Dataset entries:
****

//! Remote collaborators
//!
//! The table never talks to a backend directly. It reads records through a
//! [`RecordSource`] and persists inline edits through a [`RecordSink`]. Both
//! report failures as a structured [`RemoteError`].
//!
//! ## Example
//!
//! ```ignore
//! use async_trait::async_trait;
//! use oppgrid_pages::server_fn::{RecordQuery, RecordSource};
//! use oppgrid_tables::{RawRecord, RemoteError};
//!
//! struct ApexSource { /* http client */ }
//!
//! #[async_trait]
//! impl RecordSource for ApexSource {
//!     async fn fetch(&self, query: &RecordQuery) -> Result<Vec<RawRecord>, RemoteError> {
//!         // POST the query, decode the records
//!         todo!()
//!     }
//! }
//! ```

use crate::drafts::DraftEdit;
use async_trait::async_trait;
use oppgrid_tables::{RawRecord, RelationContext, RemoteError};
use serde::{Deserialize, Serialize};
use std::fmt;

/// Sort direction requested from the data source
#[derive(Debug, Clone, Copy, Default, PartialEq, Eq, Hash, Serialize, Deserialize)]
pub enum SortDirection {
	/// Ascending order
	#[default]
	#[serde(rename = "asc", alias = "ASC", alias = "ascending")]
	Ascending,
	/// Descending order
	#[serde(rename = "desc", alias = "DESC", alias = "descending")]
	Descending,
}

impl SortDirection {
	/// Returns the opposite direction
	pub fn toggle(&self) -> Self {
		match self {
			Self::Ascending => Self::Descending,
			Self::Descending => Self::Ascending,
		}
	}

	/// Returns the wire representation
	pub fn as_str(&self) -> &'static str {
		match self {
			Self::Ascending => "asc",
			Self::Descending => "desc",
		}
	}
}

impl fmt::Display for SortDirection {
	fn fmt(&self, f: &mut fmt::Formatter<'_>) -> fmt::Result {
		f.write_str(self.as_str())
	}
}

/// Input of the read collaborator.
///
/// Every field is part of the load dependency set: a change to any of them
/// triggers a refetch.
#[derive(Debug, Clone, PartialEq, Eq, Hash, Serialize, Deserialize)]
#[serde(rename_all = "camelCase")]
pub struct RecordQuery {
	/// Account the opportunities hang off
	pub source_id: String,
	/// Which related account relationship to filter through
	pub relation_context: RelationContext,
	/// Pipeline filter
	pub pipeline_type: Option<String>,
	/// New business / renewal filter
	pub new_renewal_type: Option<String>,
	/// Stage filter
	pub stage_name: Option<String>,
	/// Only opportunities with an expiry date
	pub require_expiry_date: bool,
	/// Only opportunities with an inception date
	pub require_inception_date: bool,
	/// Field to sort by
	pub sort_field: Option<String>,
	/// Sort direction
	pub sort_direction: SortDirection,
}

/// Read collaborator: executes a query and returns raw records in order
#[async_trait]
pub trait RecordSource: Send + Sync {
	/// Fetches the records matching `query`
	async fn fetch(&self, query: &RecordQuery) -> Result<Vec<RawRecord>, RemoteError>;
}

/// Write collaborator: persists a batch of inline edits
#[async_trait]
pub trait RecordSink: Send + Sync {
	/// Saves every edit in one batch
	async fn save(&self, edits: &[DraftEdit]) -> Result<(), RemoteError>;
}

****

#### [ACTIVITY]
Beginning with the line that has "business / renewal filter" and ending with the line that has "an inception date", set down the lines above exactly and include no others.

#### [RESPONSE BELOW]
	/// New business / renewal filter
	pub new_renewal_type: Option<String>,
	/// Stage filter
	pub stage_name: Option<String>,
	/// Only opportunities with an expiry date
	pub require_expiry_date: bool,
	/// Only opportunities with an inception date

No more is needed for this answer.